#### WORK TO COMPLETE:
Every record must be retyped as it stands.

#### MATERIAL FOR THE TASK:
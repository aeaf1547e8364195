//! Merchant rewards configuration.

use chrono::{DateTime, Utc};
use rust_decimal::Decimal;
use serde::{Deserialize, Serialize};

use crate::types::MerchantId;

/// Maximum length of a tier name.
pub const MAX_TIER_NAME_LENGTH: usize = 64;

/// Errors that can occur when validating a rewards configuration.
#[derive(thiserror::Error, Debug, Clone, PartialEq, Eq)]
pub enum TierError {
    /// The tier name is empty.
    #[error("tier name cannot be empty")]
    EmptyName,
    /// The tier name is too long.
    #[error("tier name must be at most {max} characters")]
    NameTooLong {
        /// Maximum allowed length.
        max: usize,
    },
    /// The milestone is below zero.
    #[error("tier {name:?} has a negative milestone")]
    NegativeMilestone {
        /// Offending tier.
        name: String,
    },
    /// The discount is below zero.
    #[error("tier {name:?} has a negative discount")]
    NegativeDiscount {
        /// Offending tier.
        name: String,
    },
    /// The welcome reward is below zero.
    #[error("welcome reward cannot be negative")]
    NegativeWelcomeReward,
}

/// A named spend threshold with an associated discount.
///
/// The discount unit (percent or currency) is up to the merchant and is
/// carried as metadata on [`RewardsConfig`]; tier resolution never looks at it.
#[derive(Debug, Clone, PartialEq, Eq, Serialize, Deserialize)]
pub struct RewardsTier {
    /// Display label, e.g. "Gold".
    pub name: String,
    /// Minimum cumulative spend required to qualify.
    pub milestone: Decimal,
    /// Discount granted once the milestone is reached.
    pub discount: Decimal,
}

impl RewardsTier {
    /// Create a validated tier.
    ///
    /// # Errors
    ///
    /// Returns an error if the name is empty or too long, or if the milestone
    /// or discount is negative.
    pub fn new(
        name: impl Into<String>,
        milestone: Decimal,
        discount: Decimal,
    ) -> Result<Self, TierError> {
        let tier = Self {
            name: name.into().trim().to_owned(),
            milestone,
            discount,
        };
        tier.validate()?;
        Ok(tier)
    }

    /// Check this tier's invariants.
    ///
    /// # Errors
    ///
    /// See [`RewardsTier::new`].
    pub fn validate(&self) -> Result<(), TierError> {
        let name = self.name.trim();
        if name.is_empty() {
            return Err(TierError::EmptyName);
        }
        if name.chars().count() > MAX_TIER_NAME_LENGTH {
            return Err(TierError::NameTooLong {
                max: MAX_TIER_NAME_LENGTH,
            });
        }
        if self.milestone.is_sign_negative() && !self.milestone.is_zero() {
            return Err(TierError::NegativeMilestone {
                name: name.to_owned(),
            });
        }
        if self.discount.is_sign_negative() && !self.discount.is_zero() {
            return Err(TierError::NegativeDiscount {
                name: name.to_owned(),
            });
        }
        Ok(())
    }
}

/// A merchant's rewards program.
#[derive(Debug, Clone, Default, PartialEq, Eq, Serialize, Deserialize)]
pub struct RewardsConfig {
    /// Discount tiers. Storage order is not meaningful.
    #[serde(default)]
    pub tiers: Vec<RewardsTier>,
    /// Reward offered to first-time customers.
    #[serde(default)]
    pub welcome_reward: Option<Decimal>,
    /// How the merchant expresses discounts (e.g. "percent", "dollar").
    #[serde(default)]
    pub discount_type: Option<String>,
    /// How the merchant labels milestones (e.g. "spend").
    #[serde(default)]
    pub milestone_type: Option<String>,
}

impl RewardsConfig {
    /// Whether any tiers are configured.
    #[must_use]
    pub fn has_tiers(&self) -> bool {
        !self.tiers.is_empty()
    }

    /// Validate every tier and the welcome reward, normalizing tier names.
    ///
    /// # Errors
    ///
    /// Returns the first [`TierError`] encountered.
    pub fn validated(mut self) -> Result<Self, TierError> {
        for tier in &mut self.tiers {
            tier.validate()?;
            tier.name = tier.name.trim().to_owned();
        }
        if let Some(reward) = self.welcome_reward
            && reward.is_sign_negative()
            && !reward.is_zero()
        {
            return Err(TierError::NegativeWelcomeReward);
        }
        Ok(self)
    }
}

/// A merchant as seen by the rewards system.
#[derive(Debug, Clone, PartialEq, Eq, Serialize, Deserialize)]
pub struct Merchant {
    /// Merchant ID.
    pub id: MerchantId,
    /// Business name.
    pub name: String,
    /// Rewards program configuration.
    #[serde(default)]
    pub rewards: RewardsConfig,
    /// When the merchant was onboarded.
    pub created_at: DateTime<Utc>,
    /// When the merchant was last updated.
    pub updated_at: DateTime<Utc>,
}

#[cfg(test)]
#[allow(clippy::unwrap_used)]
mod tests {
    use rust_decimal::Decimal;

    use super::*;

    #[test]
    fn test_new_trims_name() {
        let tier = RewardsTier::new("  Gold ", Decimal::from(500), Decimal::from(15)).unwrap();
        assert_eq!(tier.name, "Gold");
    }

    #[test]
    fn test_new_rejects_bad_tiers() {
        assert_eq!(
            RewardsTier::new(" ", Decimal::ZERO, Decimal::ZERO),
            Err(TierError::EmptyName)
        );
        assert!(matches!(
            RewardsTier::new("Bronze", Decimal::from(-1), Decimal::ZERO),
            Err(TierError::NegativeMilestone { .. })
        ));
        assert!(matches!(
            RewardsTier::new("Bronze", Decimal::ZERO, Decimal::from(-5)),
            Err(TierError::NegativeDiscount { .. })
        ));
        assert!(matches!(
            RewardsTier::new("x".repeat(MAX_TIER_NAME_LENGTH + 1), Decimal::ZERO, Decimal::ZERO),
            Err(TierError::NameTooLong { .. })
        ));
    }

    #[test]
    fn test_config_deserializes_numbers_and_strings() {
        let config: RewardsConfig = serde_json::from_str(
            r#"{
                "tiers": [
                    {"name": "Silver", "milestone": 100, "discount": "5"},
                    {"name": "Base", "milestone": "0", "discount": 0}
                ],
                "discount_type": "percent"
            }"#,
        )
        .unwrap();

        assert_eq!(config.tiers.len(), 2);
        assert_eq!(config.tiers[0].milestone, Decimal::from(100));
        assert_eq!(config.discount_type.as_deref(), Some("percent"));
        assert!(config.welcome_reward.is_none());
        assert!(config.has_tiers());
    }

    #[test]
    fn test_validated_rejects_negative_welcome_reward() {
        let config = RewardsConfig {
            welcome_reward: Some(Decimal::from(-2)),
            ..RewardsConfig::default()
        };
        assert_eq!(config.validated(), Err(TierError::NegativeWelcomeReward));
    }

    #[test]
    fn test_empty_config_has_no_tiers() {
        let config: RewardsConfig = serde_json::from_str("{}").unwrap();
        assert!(!config.has_tiers());
        assert!(config.validated().is_ok());
    }
}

#### FINISHED TASK:
repository aeaf1547e8364195
//! Merchant rewards configuration.

use chrono::{DateTime, Utc};
use rust_decimal::Decimal;
use serde::{Deserialize, Serialize};

use crate::types::MerchantId;

/// Maximum length of a tier name.
pub const MAX_TIER_NAME_LENGTH: usize = 64;

/// Errors that can occur when validating a rewards configuration.
#[derive(thiserror::Error, Debug, Clone, PartialEq, Eq)]
pub enum TierError {
    /// The tier name is empty.
    #[error("tier name cannot be empty")]
    EmptyName,
    /// The tier name is too long.
    #[error("tier name must be at most {max} characters")]
    NameTooLong {
        /// Maximum allowed length.
        max: usize,
    },
    /// The milestone is below zero.
    #[error("tier {name:?} has a negative milestone")]
    NegativeMilestone {
        /// Offending tier.
        name: String,
    },
    /// The discount is below zero.
    #[error("tier {name:?} has a negative discount")]
    NegativeDiscount {
        /// Offending tier.
        name: String,
    },
    /// The welcome reward is below zero.
    #[error("welcome reward cannot be negative")]
    NegativeWelcomeReward,
}

/// A named spend threshold with an associated discount.
///
/// The discount unit (percent or currency) is up to the merchant and is
/// carried as metadata on [`RewardsConfig`]; tier resolution never looks at it.
#[derive(Debug, Clone, PartialEq, Eq, Serialize, Deserialize)]
pub struct RewardsTier {
    /// Display label, e.g. "Gold".
    pub name: String,
    /// Minimum cumulative spend required to qualify.
    pub milestone: Decimal,
    /// Discount granted once the milestone is reached.
    pub discount: Decimal,
}

impl RewardsTier {
    /// Create a validated tier.
    ///
    /// # Errors
    ///
    /// Returns an error if the name is empty or too long, or if the milestone
    /// or discount is negative.
    pub fn new(
        name: impl Into<String>,
        milestone: Decimal,
        discount: Decimal,
    ) -> Result<Self, TierError> {
        let tier = Self {
            name: name.into().trim().to_owned(),
            milestone,
            discount,
        };
        tier.validate()?;
        Ok(tier)
    }

    /// Check this tier's invariants.
    ///
    /// # Errors
    ///
    /// See [`RewardsTier::new`].
    pub fn validate(&self) -> Result<(), TierError> {
        let name = self.name.trim();
        if name.is_empty() {
            return Err(TierError::EmptyName);
        }
        if name.chars().count() > MAX_TIER_NAME_LENGTH {
            return Err(TierError::NameTooLong {
                max: MAX_TIER_NAME_LENGTH,
            });
        }
        if self.milestone.is_sign_negative() && !self.milestone.is_zero() {
            return Err(TierError::NegativeMilestone {
                name: name.to_owned(),
            });
        }
        if self.discount.is_sign_negative() && !self.discount.is_zero() {
            return Err(TierError::NegativeDiscount {
                name: name.to_owned(),
            });
        }
        Ok(())
    }
}

/// A merchant's rewards program.
#[derive(Debug, Clone, Default, PartialEq, Eq, Serialize, Deserialize)]
pub struct RewardsConfig {
    /// Discount tiers. Storage order is not meaningful.
    #[serde(default)]
    pub tiers: Vec<RewardsTier>,
    /// Reward offered to first-time customers.
    #[serde(default)]
    pub welcome_reward: Option<Decimal>,
    /// How the merchant expresses discounts (e.g. "percent", "dollar").
    #[serde(default)]
    pub discount_type: Option<String>,
    /// How the merchant labels milestones (e.g. "spend").
    #[serde(default)]
    pub milestone_type: Option<String>,
}

impl RewardsConfig {
    /// Whether any tiers are configured.
    #[must_use]
    pub fn has_tiers(&self) -> bool {
        !self.tiers.is_empty()
    }

    /// Validate every tier and the welcome reward, normalizing tier names.
    ///
    /// # Errors
    ///
    /// Returns the first [`TierError`] encountered.
    pub fn validated(mut self) -> Result<Self, TierError> {
        for tier in &mut self.tiers {
            tier.validate()?;
            tier.name = tier.name.trim().to_owned();
        }
        if let Some(reward) = self.welcome_reward
            && reward.is_sign_negative()
            && !reward.is_zero()
        {
            return Err(TierError::NegativeWelcomeReward);
        }
        Ok(self)
    }
}

/// A merchant as seen by the rewards system.
#[derive(Debug, Clone, PartialEq, Eq, Serialize, Deserialize)]
pub struct Merchant {
    /// Merchant ID.
    pub id: MerchantId,
    /// Business name.
    pub name: String,
    /// Rewards program configuration.
    #[serde(default)]
    pub rewards: RewardsConfig,
    /// When the merchant was onboarded.
    pub created_at: DateTime<Utc>,
    /// When the merchant was last updated.
    pub updated_at: DateTime<Utc>,
}

#[cfg(test)]
#[allow(clippy::unwrap_used)]
mod tests {
    use rust_decimal::Decimal;

    use super::*;

    #[test]
    fn test_new_trims_name() {
        let tier = RewardsTier::new("  Gold ", Decimal::from(500), Decimal::from(15)).unwrap();
        assert_eq!(tier.name, "Gold");
    }

    #[test]
    fn test_new_rejects_bad_tiers() {
        assert_eq!(
            RewardsTier::new(" ", Decimal::ZERO, Decimal::ZERO),
            Err(TierError::EmptyName)
        );
        assert!(matches!(
            RewardsTier::new("Bronze", Decimal::from(-1), Decimal::ZERO),
            Err(TierError::NegativeMilestone { .. })
        ));
        assert!(matches!(
            RewardsTier::new("Bronze", Decimal::ZERO, Decimal::from(-5)),
            Err(TierError::NegativeDiscount { .. })
        ));
        assert!(matches!(
            RewardsTier::new("x".repeat(MAX_TIER_NAME_LENGTH + 1), Decimal::ZERO, Decimal::ZERO),
            Err(TierError::NameTooLong { .. })
        ));
    }

    #[test]
    fn test_config_deserializes_numbers_and_strings() {
        let config: RewardsConfig = serde_json::from_str(
            r#"{
                "tiers": [
                    {"name": "Silver", "milestone": 100, "discount": "5"},
                    {"name": "Base", "milestone": "0", "discount": 0}
                ],
                "discount_type": "percent"
            }"#,
        )
        .unwrap();

        assert_eq!(config.tiers.len(), 2);
        assert_eq!(config.tiers[0].milestone, Decimal::from(100));
        assert_eq!(config.discount_type.as_deref(), Some("percent"));
        assert!(config.welcome_reward.is_none());
        assert!(config.has_tiers());
    }

    #[test]
    fn test_validated_rejects_negative_welcome_reward() {
        let config = RewardsConfig {
            welcome_reward: Some(Decimal::from(-2)),
            ..RewardsConfig::default()
        };
        assert_eq!(config.validated(), Err(TierError::NegativeWelcomeReward));
    }

    #[test]
    fn test_empty_config_has_no_tiers() {
        let config: RewardsConfig = serde_json::from_str("{}").unwrap();
        assert!(!config.has_tiers());
        assert!(config.validated().is_ok());
    }
}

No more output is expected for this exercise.